On April 2-3, 2022, the Be Ready Alliance Coordinating for Emergencies (BRACE) hosted the two-day Northwest Florida Advanced Citizens Corps Academy (NFACCA). The conference included a Diversity in Disaster panel designed to initiate a conversation between emergency responders and public health professionals from all backgrounds. The goal of the panel was to examine the past, present, and future strategies for disaster response in connection with diversity concerns for socially vulnerable populations and marginalized communities.
Amie Leigh, Director of Public Health Initiatives at Somatic Experiencing® International (SEI), and Kianna Pearson, Public Health Project Manager, facilitated the discussion with panelists Preston Cook, MPA, FPEM; Donna Pilson, Executive Director of Rebuild Bay County Inc. and US Air Force Veteran; Deion Cossio, SEI’s Systems Manager with experience in non-profit disaster relief; and Cristina Costello, case manager for the Emergency Assistance ESG Program.
“Diversity is everything. It’s not just the color of my skin but the language I speak. It's how much money I make, it’s how I grew up, it’s where I grew up.”
– Deion Cossio
A central part of the discussion was considering what diversity and inclusion mean when it comes to crisis support and the kinds of similarities and differences that need accounting for when providing aid to communities. The panel explored the concerns and needs of the people and organizations providing aid and those receiving it. The conversation offered distinct, valuable, and mission-critical perspectives that, when taken to heart and to practice, can open new channels of thought and collaboration.

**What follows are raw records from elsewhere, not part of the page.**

//! Turns declared sources into MCP server definitions and prompt hints.
//!
//! Sources are read from YAML (see `io::sources`); this module only applies
//! the enable/type rules, so the same input always yields the same output.

use std::collections::BTreeMap;

use serde::de::{self, Unexpected};
use serde::{Deserialize, Deserializer, Serialize};

/// Command used to launch every MCP server package.
pub const MCP_COMMAND: &str = "npx";

/// Sentence that introduces the web source list in the prompt.
pub const WEB_SOURCES_PREFIX: &str = "Also consult these documentation sources: ";

/// Kind of a declared source. Unknown kinds are kept as [`SourceKind::Other`]
/// so a typo disables one entry instead of failing the whole file.
#[derive(Debug, Clone, Copy, Default, PartialEq, Eq, Serialize, Deserialize)]
#[serde(rename_all = "lowercase")]
pub enum SourceKind {
    Mcp,
    Web,
    #[default]
    #[serde(other)]
    Other,
}

/// One entry of the sources config.
#[derive(Debug, Clone, Default, PartialEq, Eq, Serialize, Deserialize)]
#[serde(default)]
pub struct Source {
    pub name: String,
    #[serde(rename = "type")]
    pub kind: SourceKind,
    pub package: Option<String>,
    pub url: Option<String>,
    #[serde(deserialize_with = "yaml_flag")]
    pub enabled: bool,
}

/// A boolean that also accepts the YAML 1.1 spellings (`yes`, `no`, `on`,
/// `off`, `y`, `n`) in any case. `null` reads as `false`.
fn yaml_flag<'de, D: Deserializer<'de>>(deserializer: D) -> Result<bool, D::Error> {
    #[derive(Deserialize)]
    #[serde(untagged)]
    enum Flag {
        Bool(bool),
        Text(String),
    }

    match Option::<Flag>::deserialize(deserializer)? {
        None => Ok(false),
        Some(Flag::Bool(flag)) => Ok(flag),
        Some(Flag::Text(text)) => match text.to_ascii_lowercase().as_str() {
            "true" | "yes" | "y" | "on" => Ok(true),
            "false" | "no" | "n" | "off" => Ok(false),
            _ => Err(de::Error::invalid_value(
                Unexpected::Str(&text),
                &"a boolean (true/false, yes/no, on/off)",
            )),
        },
    }
}

/// Launch descriptor for one MCP server, in the shape agent tools expect.
#[derive(Debug, Clone, PartialEq, Eq, Serialize, Deserialize)]
pub struct McpServerSpec {
    pub command: String,
    pub args: Vec<String>,
}

impl McpServerSpec {
    /// `npx -y <package>`.
    pub fn for_package(package: &str) -> Self {
        Self {
            command: MCP_COMMAND.to_string(),
            args: vec!["-y".to_string(), package.to_string()],
        }
    }
}

/// Result of processing the sources config.
#[derive(Debug, Clone, Default, PartialEq, Eq, Serialize)]
#[serde(rename_all = "camelCase")]
pub struct ProcessedSources {
    /// Server name -> launch spec. Later entries with the same name win.
    pub mcp_servers: BTreeMap<String, McpServerSpec>,
    /// Packages of enabled MCP sources, in declaration order (not deduplicated).
    pub mcp_packages: Vec<String>,
    /// Prompt sentence listing web sources, or empty when there are none.
    pub web_sources: String,
}

impl ProcessedSources {
    pub fn is_empty(&self) -> bool {
        self.mcp_servers.is_empty() && self.mcp_packages.is_empty() && self.web_sources.is_empty()
    }
}

/// Partition enabled sources into MCP servers and web URLs.
pub fn process_sources(sources: &[Source]) -> ProcessedSources {
    let mut processed = ProcessedSources::default();
    let mut web_urls: Vec<&str> = Vec::new();

    for source in sources.iter().filter(|s| s.enabled) {
        match source.kind {
            SourceKind::Mcp => {
                if let Some(package) = non_empty(source.package.as_deref()) {
                    processed
                        .mcp_servers
                        .insert(source.name.clone(), McpServerSpec::for_package(package));
                    processed.mcp_packages.push(package.to_string());
                }
            }
            SourceKind::Web => {
                if let Some(url) = non_empty(source.url.as_deref()) {
                    web_urls.push(url);
                }
            }
            SourceKind::Other => {}
        }
    }

    if !web_urls.is_empty() {
        processed.web_sources = format!("{WEB_SOURCES_PREFIX}{}", web_urls.join(", "));
    }
    processed
}

fn non_empty(value: Option<&str>) -> Option<&str> {
    value.filter(|v| !v.is_empty())
}

#[cfg(test)]
mod tests {
    use super::*;

    fn mcp(name: &str, package: &str, enabled: bool) -> Source {
        Source {
            name: name.to_string(),
            kind: SourceKind::Mcp,
            package: Some(package.to_string()),
            url: None,
            enabled,
        }
    }

    fn web(name: &str, url: &str, enabled: bool) -> Source {
        Source {
            name: name.to_string(),
            kind: SourceKind::Web,
            package: None,
            url: Some(url.to_string()),
            enabled,
        }
    }

    #[test]
    fn mixed_sources_partition_into_servers_and_web() {
        let sources = vec![
            mcp("a", "pkg1", true),
            web("b", "https://x.test", true),
            mcp("c", "pkg2", false),
        ];

        let processed = process_sources(&sources);

        assert_eq!(processed.mcp_servers.len(), 1);
        assert_eq!(
            processed.mcp_servers["a"],
            McpServerSpec {
                command: "npx".to_string(),
                args: vec!["-y".to_string(), "pkg1".to_string()],
            }
        );
        assert_eq!(processed.mcp_packages, vec!["pkg1"]);
        assert_eq!(
            processed.web_sources,
            "Also consult these documentation sources: https://x.test"
        );
    }

    #[test]
    fn web_urls_join_in_input_order() {
        let sources = vec![
            web("one", "https://b.test", true),
            web("two", "https://a.test", true),
            web("off", "https://off.test", false),
            web("three", "https://c.test", true),
        ];

        let processed = process_sources(&sources);

        assert_eq!(
            processed.web_sources,
            "Also consult these documentation sources: https://b.test, https://a.test, https://c.test"
        );
        assert!(processed.mcp_servers.is_empty());
    }

    #[test]
    fn duplicate_mcp_names_keep_last_server_but_all_packages() {
        let sources = vec![mcp("dup", "first", true), mcp("dup", "second", true)];

        let processed = process_sources(&sources);

        assert_eq!(processed.mcp_servers.len(), 1);
        assert_eq!(processed.mcp_servers["dup"].args[1], "second");
        assert_eq!(processed.mcp_packages, vec!["first", "second"]);
    }

    #[test]
    fn incomplete_and_other_entries_contribute_nothing() {
        let sources = vec![
            mcp("empty-pkg", "", true),
            Source {
                name: "no-pkg".to_string(),
                kind: SourceKind::Mcp,
                enabled: true,
                ..Source::default()
            },
            web("empty-url", "", true),
            Source {
                name: "misc".to_string(),
                kind: SourceKind::Other,
                package: Some("pkg".to_string()),
                url: Some("https://misc.test".to_string()),
                enabled: true,
            },
        ];

        let processed = process_sources(&sources);

        assert!(processed.is_empty());
        assert_eq!(processed.web_sources, "");
    }

    #[test]
    fn disabled_sources_never_appear() {
        let sources = vec![mcp("a", "pkg", false), web("b", "https://x.test", false)];

        let processed = process_sources(&sources);

        assert_eq!(processed, ProcessedSources::default());
    }

    #[test]
    fn serializes_with_camel_case_keys() {
        let processed = process_sources(&[mcp("a", "pkg1", true)]);
        let value = serde_json::to_value(&processed).expect("serialize");

        assert_eq!(value["mcpServers"]["a"]["command"], "npx");
        assert_eq!(value["mcpPackages"][0], "pkg1");
        assert_eq!(value["webSources"], "");
    }
}
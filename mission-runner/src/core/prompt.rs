//! Final prompt text handed to the agent CLI.

use anyhow::{Context, Result};
use minijinja::{Environment, context};
use serde::Serialize;

const PULL_REQUEST_TEMPLATE: &str = include_str!("../prompts/pull_request.md");

/// Appended instead of the pull request block when running dry.
pub const DRY_RUN_NOTICE: &str = "NOTE: dry_run is set to TRUE. Do NOT create a Pull Request. \
Just verify the changes and report what you would have done.";

/// Heading that opens the mandatory pull request block.
pub const PULL_REQUEST_HEADING: &str = "### MANDATORY: Pull Request Creation";

/// Pull request parameters the agent must use. Resolved once per run.
#[derive(Debug, Clone, PartialEq, Eq, Serialize)]
pub struct PullRequestSettings {
    pub repository: String,
    pub base: String,
    pub branch: String,
    pub title: String,
    pub body: String,
    pub labels: String,
}

/// Inputs for [`build_prompt`].
#[derive(Debug, Clone, Copy)]
pub struct PromptInputs<'a> {
    pub mission: &'a str,
    pub context_files: &'a str,
    /// Web sources sentence; empty or `None` leaves it out.
    pub web_sources: Option<&'a str>,
    pub dry_run: bool,
    pub pull_request: &'a PullRequestSettings,
}

/// Build `"<mission> (context files: <ctx>)[. <web>]"` followed by either the
/// pull request contract or the dry-run notice.
pub fn build_prompt(inputs: &PromptInputs<'_>) -> Result<String> {
    let mut prompt = format!(
        "{} (context files: {})",
        inputs.mission, inputs.context_files
    );
    if let Some(web) = inputs.web_sources.filter(|w| !w.is_empty()) {
        prompt.push_str(". ");
        prompt.push_str(web);
    }

    prompt.push_str("\n\n");
    if inputs.dry_run {
        prompt.push_str(DRY_RUN_NOTICE);
    } else {
        prompt.push_str(&render_pull_request(inputs.pull_request)?);
    }
    prompt.push('\n');
    Ok(prompt)
}

fn render_pull_request(settings: &PullRequestSettings) -> Result<String> {
    let mut env = Environment::new();
    env.add_template("pull_request", PULL_REQUEST_TEMPLATE)
        .context("load pull request template")?;
    let rendered = env
        .get_template("pull_request")?
        .render(context! { pr => settings })
        .context("render pull request template")?;
    Ok(rendered)
}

“One size doesn’t fit all. It’s a combination of all of these things: policies, practices, interactions, with all of the different cultures, and the resources that are needed by everyone. Until we can really understand what that looks like, we can’t achieve equity for everyone.” – Preston Cook
Later in the NFACCA, Amie Leigh held an additional session exploring ways for individuals to support their peers and themselves through catastrophes and life’s many crises. Amie serves as the FEMA-certified Community Emergency Response Training (CERT) trainer for Disaster Psychology in Escambria Country through BRACE. She provided the session as an advanced class on the core content for Neighbors Helping Neighbors that is implemented through the CERT program.
The session explored the complexity of the impact and aftereffects of the trauma. During the program, Amie showcased select tools and protocols drawn from the soon-to-be-launched Crisis Stabilization and Safety program (CSS), a new training program from SE International that interrupts and prevents the symptoms of stress, shock, and trauma during crisis intervention.
One focus of the CSS Program is returning choice to one's actions. After suffering trauma, helplessness can be an individual’s immediate learned response to future stressors. Understanding why our brain returns to the emotions of a previous “neurobiological injury” and actively reminding ourselves of the choices available to us can provide the opportunity to regain control.
The group did some exercises to deepen this learning experience and to increase neuroplasticity, the ability to be more flexible and capable of finding choices when they seem obscured by the crisis at hand. The talk encouraged attendees to notice and discuss their bodily responses to stress, bringing awareness to the way we respond physically to intense emotion. By exploring the “bottom-up” and “inside-out” experience of well-being under pressure, participants learned how to apply techniques to stabilize their nervous system to avoid the lasting neurological effects of trauma.
Determining the best way to make and support efforts more inclusive and culturally responsive is an important, timely, and ongoing discussion. SE International was grateful for the invitation to provide this panel, to serve the attendees, and assist in fostering the innovative solutions that can emerge from these types of conversations.